In the evening we took long walks and she always wanted into the yard as soon as we got back home. I didn’t think much of it. After all, it was nice to not have to pick up after her on the stroll. When she was almost two, we headed out for a road trip in my old VW bug. I stopped after a couple of hours, she didn’t need to relieve herself, so off we went. The same thing through the day and by evening she still hadn’t relieved herself and I was really concerned. I could see she was stressed. Did I need to get her to a vet?
When she finally relieved herself, she acted so guilty, so nervous that I still worried about her health. Eventually it dawned on me that while I thought that I taught her to not urinate in the house, but what she actually learned was to use our back yard, and without that specific back yard, she was undone. She wasn’t wrong, surely not disobedient, but we had a difference of perception that mattered all of a sudden. She spent the rest of the trip learning to pee in other people’s yards and I learned that training is like a box of chocolates; you never know what you’re gonna get. (with apologies to Momma Gump.)
It might be more important to listen to the conversation in training, rather than just focus on the cue and result. Acknowledge the individual and keep an eye on the big picture.
Back to Mr. Mustache. Is his problem a lack of respect for my space? Or is he like most horses, just giving me an honest answer? Maybe what he has learned from people so far is that they are pushy and it makes him anxious to be around us. Yes, he was in my space but as I watched him, he was a bit shut down to humans all the way around. He was resistant to leading, he didn’t want to be touched and his tail was totally off limits. Maybe his problem was the opposite, he had been pushed away too often.
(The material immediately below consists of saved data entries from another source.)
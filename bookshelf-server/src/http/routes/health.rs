//! Health check endpoint

use std::sync::Arc;

use axum::{extract::State, routing::get, Json, Router};
use serde::Serialize;

use crate::http::error::ApiError;
use crate::http::server::AppState;

/// Health check response
#[derive(Debug, Serialize)]
pub struct HealthResponse {
    pub status: &'static str,
    pub version: &'static str,
}

/// GET /health - pings the store
async fn health(State(state): State<Arc<AppState>>) -> Result<Json<HealthResponse>, ApiError> {
    state.books.ping().await.map_err(ApiError::Unavailable)?;

    Ok(Json(HealthResponse {
        status: "ok",
        version: env!("CARGO_PKG_VERSION"),
    }))
}

/// Health routes
pub fn router() -> Router<Arc<AppState>> {
    Router::new().route("/health", get(health))
}
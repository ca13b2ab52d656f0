//! HTTP server command
//!
//! Connects to the store, verifies it, then runs the catalog API until shutdown.

use std::net::SocketAddr;
use std::sync::Arc;

use anyhow::{Context, Result};
use bookshelf_server::{run_server, BookRepo, MemoryCollection, ServerConfig, TrustedProxies};
use clap::Parser;

use super::{connect_store, StoreArgs};

/// Arguments for the serve command
#[derive(Parser, Debug)]
pub struct ServeArgs {
    #[command(flatten)]
    pub store: StoreArgs,

    /// Address to bind to
    #[arg(long, short = 'b', env = "BOOKSHELF_BIND", default_value = "127.0.0.1:8082")]
    pub bind: SocketAddr,

    /// Comma-separated proxy addresses trusted to set X-Forwarded-For
    #[arg(long, env = "BOOKSHELF_TRUSTED_PROXIES", default_value = "192.168.1.2")]
    pub trusted_proxies: TrustedProxies,

    /// Allow permissive CORS (all origins) - use with caution
    #[arg(long)]
    pub cors_permissive: bool,

    /// Serve from an in-memory collection instead of MongoDB (data is lost on exit)
    #[arg(long)]
    pub in_memory: bool,
}

/// Run the HTTP server
pub async fn run_serve(args: ServeArgs) -> Result<()> {
    let books = if args.in_memory {
        tracing::warn!("Using in-memory collection; data will not persist");
        BookRepo::new(Arc::new(MemoryCollection::new()))
    } else {
        connect_store(&args.store).await?
    };

    tracing::info!("Starting bookshelf server on {}", args.bind);

    let config = ServerConfig {
        bind_addr: args.bind,
        trusted_proxies: args.trusted_proxies,
        cors_permissive: args.cors_permissive,
    };

    // Run server (blocks until shutdown)
    run_server(books, config).await.context("Server error")?;

    Ok(())
}
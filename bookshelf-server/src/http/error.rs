//! API error types with IntoResponse
//!
//! Errors are converted to `{"ERROR": message}` bodies with appropriate status codes.

use axum::http::StatusCode;
use axum::response::{IntoResponse, Response};
use axum::Json;
use serde_json::json;

use crate::db::DbError;

/// API error type with automatic HTTP status mapping
#[derive(Debug)]
pub enum ApiError {
    /// Request body failed to parse (400)
    Validation(String),

    /// Identifier is not a valid ObjectId (400)
    InvalidId { message: String },

    /// No matching record (404)
    NotFound { message: String },

    /// Store failure (500, logged)
    Database(DbError),

    /// Store unreachable during a liveness check (503, logged)
    Unavailable(DbError),
}

impl IntoResponse for ApiError {
    fn into_response(self) -> Response {
        let (status, message) = match self {
            Self::Validation(message) => (StatusCode::BAD_REQUEST, message),
            Self::InvalidId { message } => (StatusCode::BAD_REQUEST, message),
            Self::NotFound { message } => (StatusCode::NOT_FOUND, message),
            Self::Database(e) => {
                // Log the actual error, return generic message
                tracing::error!("Database error: {}", e);
                (
                    StatusCode::INTERNAL_SERVER_ERROR,
                    "an internal error occurred".to_string(),
                )
            }
            Self::Unavailable(e) => {
                tracing::error!("Database unavailable: {}", e);
                (
                    StatusCode::SERVICE_UNAVAILABLE,
                    "database unavailable".to_string(),
                )
            }
        };

        (status, Json(json!({ "ERROR": message }))).into_response()
    }
}

impl From<DbError> for ApiError {
    fn from(e: DbError) -> Self {
        match e {
            DbError::NotFound { .. } => Self::NotFound {
                message: e.to_string(),
            },
            DbError::InvalidId { .. } => Self::InvalidId {
                message: e.to_string(),
            },
            _ => Self::Database(e),
        }
    }
}
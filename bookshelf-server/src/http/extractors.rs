//! Custom Axum extractors

use axum::extract::{FromRequest, Request};
use axum::Json;
use serde::de::DeserializeOwned;

use super::error::ApiError;

/// JSON body extractor. Every rejection (415 and 422 included) becomes a
/// 400 `{"ERROR": ...}` carrying the parse message.
pub struct BookJson<T>(pub T);

impl<T, S> FromRequest<S> for BookJson<T>
where
    T: DeserializeOwned,
    S: Send + Sync,
{
    type Rejection = ApiError;

    async fn from_request(req: Request, state: &S) -> Result<Self, Self::Rejection> {
        let Json(value) = Json::<T>::from_request(req, state)
            .await
            .map_err(|rejection| ApiError::Validation(rejection.body_text()))?;

        Ok(Self(value))
    }
}
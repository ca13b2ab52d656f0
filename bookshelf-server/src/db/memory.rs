//! In-memory document collection
//!
//! Thread-safe stand-in for a MongoDB collection, used by `serve --in-memory`
//! and by tests. Documents keep insertion order and filters use the store's
//! equality semantics: every filter key must be present and equal.

use async_trait::async_trait;
use mongodb::bson::oid::ObjectId;
use mongodb::bson::{Bson, Document};
use tokio::sync::RwLock;

use super::{DbError, DocumentCollection};

#[derive(Default)]
pub struct MemoryCollection {
    documents: RwLock<Vec<Document>>,
}

impl MemoryCollection {
    pub fn new() -> Self {
        Self::default()
    }

    /// Number of stored documents
    pub async fn len(&self) -> usize {
        self.documents.read().await.len()
    }

    pub async fn is_empty(&self) -> bool {
        self.documents.read().await.is_empty()
    }
}

fn matches(document: &Document, filter: &Document) -> bool {
    filter
        .iter()
        .all(|(key, value)| document.get(key) == Some(value))
}

#[async_trait]
impl DocumentCollection for MemoryCollection {
    async fn ping(&self) -> Result<(), DbError> {
        Ok(())
    }

    async fn find_all(&self) -> Result<Vec<Document>, DbError> {
        Ok(self.documents.read().await.clone())
    }

    async fn find_one(&self, filter: Document) -> Result<Option<Document>, DbError> {
        let documents = self.documents.read().await;
        Ok(documents.iter().find(|d| matches(d, &filter)).cloned())
    }

    async fn insert_one(&self, mut document: Document) -> Result<Bson, DbError> {
        let id = match document.get("_id") {
            Some(id) => id.clone(),
            None => {
                let id = Bson::ObjectId(ObjectId::new());
                document.insert("_id", id.clone());
                id
            }
        };
        self.documents.write().await.push(document);
        Ok(id)
    }

    async fn delete_one(&self, filter: Document) -> Result<u64, DbError> {
        let mut documents = self.documents.write().await;
        match documents.iter().position(|d| matches(d, &filter)) {
            Some(index) => {
                documents.remove(index);
                Ok(1)
            }
            None => Ok(0),
        }
    }

    async fn update_one(&self, filter: Document, set: Document) -> Result<u64, DbError> {
        let mut documents = self.documents.write().await;
        match documents.iter_mut().find(|d| matches(d, &filter)) {
            Some(document) => {
                for (key, value) in set {
                    document.insert(key, value);
                }
                Ok(1)
            }
            None => Ok(0),
        }
    }

    async fn shutdown(&self) {}
}

#[cfg(test)]
mod tests {
    use super::*;
    use mongodb::bson::doc;

    #[tokio::test]
    async fn insert_assigns_object_id() {
        let collection = MemoryCollection::new();
        let id = collection
            .insert_one(doc! { "name": "Dune", "price": 9.99 })
            .await
            .unwrap();

        assert!(id.as_object_id().is_some());
        let stored = collection.find_one(doc! { "_id": id }).await.unwrap();
        assert_eq!(stored.unwrap().get_str("name").unwrap(), "Dune");
    }

    #[tokio::test]
    async fn filter_key_must_exist() {
        let collection = MemoryCollection::new();
        let id = collection
            .insert_one(doc! { "name": "Dune", "price": 9.99 })
            .await
            .unwrap();

        // "id" is not the stored key; nothing matches
        let deleted = collection.delete_one(doc! { "id": id }).await.unwrap();
        assert_eq!(deleted, 0);
        assert_eq!(collection.len().await, 1);
    }

    #[tokio::test]
    async fn update_sets_only_given_fields() {
        let collection = MemoryCollection::new();
        collection
            .insert_one(doc! { "name": "Dune", "price": 9.99, "author": "Herbert" })
            .await
            .unwrap();

        let matched = collection
            .update_one(doc! { "name": "Dune" }, doc! { "price": 12.5 })
            .await
            .unwrap();
        assert_eq!(matched, 1);

        let stored = collection
            .find_one(doc! { "name": "Dune" })
            .await
            .unwrap()
            .unwrap();
        assert_eq!(stored.get_f64("price").unwrap(), 12.5);
        assert_eq!(stored.get_str("author").unwrap(), "Herbert");
    }

    #[tokio::test]
    async fn delete_removes_only_first_match() {
        let collection = MemoryCollection::new();
        collection.insert_one(doc! { "name": "twin" }).await.unwrap();
        collection.insert_one(doc! { "name": "twin" }).await.unwrap();

        let deleted = collection.delete_one(doc! { "name": "twin" }).await.unwrap();
        assert_eq!(deleted, 1);
        assert_eq!(collection.len().await, 1);
    }
}
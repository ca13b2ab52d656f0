//! Client IP resolution behind trusted proxies
//!
//! `X-Forwarded-For` is only believed when the direct peer is on the allow-list.
//! Otherwise the peer address is the client address.

use std::convert::Infallible;
use std::net::{AddrParseError, IpAddr, Ipv4Addr, SocketAddr};
use std::str::FromStr;
use std::sync::Arc;

use axum::extract::{ConnectInfo, FromRequestParts, Request, State};
use axum::http::request::Parts;
use axum::http::HeaderMap;
use axum::middleware::Next;
use axum::response::Response;

const FORWARDED_FOR: &str = "x-forwarded-for";

/// Proxy addresses allowed to report the client address
#[derive(Debug, Clone, PartialEq, Eq)]
pub struct TrustedProxies(Vec<IpAddr>);

impl TrustedProxies {
    pub fn new(proxies: Vec<IpAddr>) -> Self {
        Self(proxies)
    }

    /// Trust nobody; `X-Forwarded-For` is always ignored.
    pub fn none() -> Self {
        Self(Vec::new())
    }

    pub fn is_trusted(&self, ip: &IpAddr) -> bool {
        self.0.contains(ip)
    }

    pub fn as_slice(&self) -> &[IpAddr] {
        &self.0
    }

    /// Resolve the client address for a request from `peer`.
    ///
    /// Walks `X-Forwarded-For` right to left, skipping trusted hops, and returns
    /// the first untrusted address. A malformed hop stops the walk and the peer
    /// address is used instead.
    pub fn client_ip(&self, peer: Option<IpAddr>, headers: &HeaderMap) -> Option<IpAddr> {
        let peer_ip = peer?;
        if !self.is_trusted(&peer_ip) {
            return Some(peer_ip);
        }

        let Some(forwarded) = headers
            .get(FORWARDED_FOR)
            .and_then(|value| value.to_str().ok())
        else {
            return Some(peer_ip);
        };

        let mut hops = Vec::new();
        for hop in forwarded.split(',').map(str::trim) {
            match hop.parse::<IpAddr>() {
                Ok(ip) => hops.push(ip),
                Err(_) => return Some(peer_ip),
            }
        }

        hops.iter()
            .rev()
            .find(|ip| !self.is_trusted(ip))
            .or_else(|| hops.first())
            .copied()
            .or(Some(peer_ip))
    }
}

impl Default for TrustedProxies {
    fn default() -> Self {
        Self(vec![IpAddr::V4(Ipv4Addr::new(192, 168, 1, 2))])
    }
}

impl FromStr for TrustedProxies {
    type Err = AddrParseError;

    /// Comma-separated list of addresses; an empty string trusts nobody.
    fn from_str(s: &str) -> Result<Self, Self::Err> {
        s.split(',')
            .map(str::trim)
            .filter(|part| !part.is_empty())
            .map(IpAddr::from_str)
            .collect::<Result<Vec<_>, _>>()
            .map(Self)
    }
}

/// Resolved client address, `None` when the transport gave no peer address
#[derive(Debug, Clone, Copy, PartialEq, Eq)]
pub struct ClientIp(pub Option<IpAddr>);

impl<S> FromRequestParts<S> for ClientIp
where
    S: Send + Sync,
{
    type Rejection = Infallible;

    async fn from_request_parts(parts: &mut Parts, _state: &S) -> Result<Self, Self::Rejection> {
        Ok(parts
            .extensions
            .get::<ClientIp>()
            .copied()
            .unwrap_or(ClientIp(None)))
    }
}

/// Middleware: resolve the client address once and attach it to the request.
pub async fn resolve_client_ip(
    State(proxies): State<Arc<TrustedProxies>>,
    mut request: Request,
    next: Next,
) -> Response {
    let peer = request
        .extensions()
        .get::<ConnectInfo<SocketAddr>>()
        .map(|ConnectInfo(addr)| addr.ip());

    let client_ip = proxies.client_ip(peer, request.headers());
    request.extensions_mut().insert(ClientIp(client_ip));

    next.run(request).await
}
I think I have to buy the right to correct a horse. To just march into a pen and start being aggressive shuts horses down, just like getting flipped off by an angry driver in rush hour traffic doesn’t inspire better driving. First I have to establish a relationship. There has to be some shared focus or why should he care about our conversation in the first place? Most weanlings are born with a curiosity about humans that Mr. Mustache seems to have lost. I won’t punish him for that.
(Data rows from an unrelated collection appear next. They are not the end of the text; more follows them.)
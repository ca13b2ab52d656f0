//! Book endpoints

use std::sync::Arc;

use axum::{
    extract::{Path, State},
    http::StatusCode,
    response::{IntoResponse, Response},
    routing::{delete, get},
    Json, Router,
};
use serde::Serialize;

use crate::http::client_ip::ClientIp;
use crate::http::error::ApiError;
use crate::http::extractors::BookJson;
use crate::http::server::AppState;
use crate::models::{Book, BookPayload};

/// List response
#[derive(Serialize)]
pub struct BooksResponse {
    pub books: Vec<Book>,
}

/// Confirmation response
#[derive(Serialize)]
pub struct MessageResponse {
    pub message: &'static str,
}

/// Outcome of the concurrent list + delete demonstration
#[derive(Debug, Serialize)]
pub struct ConcurrentResponse {
    pub message: &'static str,
    /// Number of books listed, `None` if the listing failed
    pub listed: Option<usize>,
    pub deleted: bool,
}

/// POST /books - create a book, respond with its id
async fn create_book(
    State(state): State<Arc<AppState>>,
    BookJson(payload): BookJson<BookPayload>,
) -> Result<(StatusCode, Json<String>), ApiError> {
    let id = state.books.insert(&payload).await?;
    Ok((StatusCode::CREATED, Json(id)))
}

/// GET /books - list all books (204 when there are none)
async fn list_books(State(state): State<Arc<AppState>>) -> Result<Response, ApiError> {
    let books = state.books.list().await?;

    if books.is_empty() {
        return Ok((
            StatusCode::NO_CONTENT,
            Json(serde_json::json!({ "message": "No books found" })),
        )
            .into_response());
    }

    Ok(Json(BooksResponse { books }).into_response())
}

/// GET /books/{name} - find a book by name (`null` when absent)
async fn get_book(
    State(state): State<Arc<AppState>>,
    Path(name): Path<String>,
) -> Result<Json<Option<Book>>, ApiError> {
    let book = state.books.find_by_name(&name).await?;
    Ok(Json(book))
}

/// PUT /books/{id} - replace name and price
async fn update_book(
    State(state): State<Arc<AppState>>,
    ClientIp(client_ip): ClientIp,
    Path(id): Path<String>,
    BookJson(payload): BookJson<BookPayload>,
) -> Result<Json<MessageResponse>, ApiError> {
    tracing::info!(%id, ?client_ip, "update book");
    state.books.update(&id, &payload).await?;

    Ok(Json(MessageResponse {
        message: "Book Successfully Updated",
    }))
}

/// DELETE /books/{identifier} - delete by id or name
async fn delete_book(
    State(state): State<Arc<AppState>>,
    ClientIp(client_ip): ClientIp,
    Path(identifier): Path<String>,
) -> Result<Json<MessageResponse>, ApiError> {
    tracing::info!(%identifier, ?client_ip, "delete book");
    state.books.delete(&identifier).await?;

    Ok(Json(MessageResponse {
        message: "Book Successfully Deleted",
    }))
}

/// DELETE /books/{identifier}/concurrent - list and delete as two independent tasks
///
/// Both tasks are joined before responding. The response is always 200; each
/// task's outcome is reported in the body and failures are logged.
async fn concurrent_list_and_delete(
    State(state): State<Arc<AppState>>,
    Path(identifier): Path<String>,
) -> Json<ConcurrentResponse> {
    let repo = state.books.clone();
    let listing = tokio::spawn(async move { repo.list().await });

    let repo = state.books.clone();
    let deletion = tokio::spawn(async move { repo.delete(&identifier).await });

    let (listing, deletion) = tokio::join!(listing, deletion);

    let listed = match listing {
        Ok(Ok(books)) => {
            tracing::info!(count = books.len(), "fetched books");
            Some(books.len())
        }
        Ok(Err(e)) => {
            tracing::warn!(error = %e, "error fetching books");
            None
        }
        Err(e) => {
            tracing::error!(error = %e, "list task failed");
            None
        }
    };

    let deleted = match deletion {
        Ok(Ok(())) => true,
        Ok(Err(e)) => {
            tracing::warn!(error = %e, "error deleting book");
            false
        }
        Err(e) => {
            tracing::error!(error = %e, "delete task failed");
            false
        }
    };

    Json(ConcurrentResponse {
        message: "Concurrent operations completed",
        listed,
        deleted,
    })
}

/// Book routes
pub fn router() -> Router<Arc<AppState>> {
    Router::new()
        .route("/books", get(list_books).post(create_book))
        .route(
            "/books/{identifier}",
            get(get_book).put(update_book).delete(delete_book),
        )
        .route(
            "/books/{identifier}/concurrent",
            delete(concurrent_list_and_delete),
        )
}
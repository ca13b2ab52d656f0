//! Environment file loading
//!
//! Priority order (highest to lowest):
//! 1. Environment variables already set
//! 2. Current directory .env
//! 3. ~/.bookshelf/.env
//!
//! dotenvy never overwrites variables that are already set, so loading the
//! current directory first gives it precedence over the home directory file.

use std::path::PathBuf;

/// Get the bookshelf config directory path (~/.bookshelf)
pub fn config_dir() -> Option<PathBuf> {
    dirs::home_dir().map(|home| home.join(".bookshelf"))
}

/// Load .env files, returning the paths that were applied.
///
/// Runs before tracing is initialized (flags may read these variables), so the
/// caller logs the result.
pub fn load_dotenv() -> Vec<PathBuf> {
    let mut loaded_from = Vec::new();

    if let Ok(path) = dotenvy::dotenv() {
        loaded_from.push(path);
    }

    if let Some(env_file) = config_dir().map(|dir| dir.join(".env")) {
        if env_file.exists() && dotenvy::from_path(&env_file).is_ok() {
            loaded_from.push(env_file);
        }
    }

    loaded_from
}

#[cfg(test)]
mod tests {
    use super::*;

    #[test]
    fn config_dir_ends_with_bookshelf() {
        if let Some(path) = config_dir() {
            assert!(path.ends_with(".bookshelf"));
        }
    }

    #[test]
    fn load_dotenv_doesnt_panic() {
        // Should never panic, even if no .env exists
        let _ = load_dotenv();
    }
}
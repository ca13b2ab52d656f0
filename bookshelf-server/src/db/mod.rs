//! Database layer - collection handle and repositories
//!
//! # Design Principles
//!
//! - One client per process, connected eagerly at startup and shared by handle
//! - The collection handle is resolved once and reused for every call
//! - Every call is bounded by a timeout and returns a `DbError`, never aborts
//! - Not-found is its own variant, distinct from store failures

pub mod collection;
pub mod error;
pub mod memory;
pub mod repos;

#[cfg(test)]
pub(crate) mod testing;

pub use collection::{DocumentCollection, MongoCollection, StoreConfig};
pub use error::DbError;
pub use memory::MemoryCollection;
pub use repos::*;
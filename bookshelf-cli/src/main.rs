//! bookshelf CLI - runs the book catalog HTTP service
//!
//! Subcommands:
//! - `serve`: connect to MongoDB, verify it, and serve the catalog API
//! - `ping`: check that the configured store is reachable

use anyhow::Result;
use clap::{Parser, Subcommand};

mod commands;
mod config;
mod tracing_setup;

#[derive(Parser, Debug)]
#[command(
    name = "bookshelf",
    author,
    version,
    about = "Book catalog service backed by MongoDB"
)]
struct Cli {
    /// Enable debug logging
    #[arg(long, global = true)]
    debug: bool,

    #[command(subcommand)]
    command: Commands,
}

#[derive(Subcommand, Debug)]
enum Commands {
    /// Run the HTTP API server
    Serve(commands::ServeArgs),
    /// Check connectivity to the configured database
    Ping(commands::PingArgs),
}

#[tokio::main]
async fn main() -> Result<()> {
    // Before parsing: flags fall back to variables these files may define
    let env_files = config::load_dotenv();
    let cli = Cli::parse();

    tracing_setup::init(&tracing_setup::TracingConfig { debug: cli.debug }).ok();
    if env_files.is_empty() {
        tracing::debug!("No .env files found (current dir or ~/.bookshelf)");
    } else {
        tracing::info!(files = ?env_files, "Loaded configuration from .env");
    }

    match cli.command {
        Commands::Serve(args) => commands::run_serve(args).await?,
        Commands::Ping(args) => commands::run_ping(args).await?,
    }
    Ok(())
}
“The basic techniques, or what they call basics, are more difficult than what comes later, that is the Trap of Dressage. Correct basics are more difficult than piaffe and passage.” -Conrad Schumacher. I love this quote because what we do right now is always more important that what we might do in the future.
I think Mr. Schumacher was probably referring to forward motion under saddle, but how I translated it to Mr. Mustache was grooming. We started very slow. The curry was too much at first but by the time I finally brushed his tail, we might as well have both been quoting Shakespeare for the elegance of language we had gained. Now his eye is big and soft all the time. He meets me at the gate and by the time I finally put a surcingle on him in the round pen, he could breathe, relax his poll and stand confidently outside of my space.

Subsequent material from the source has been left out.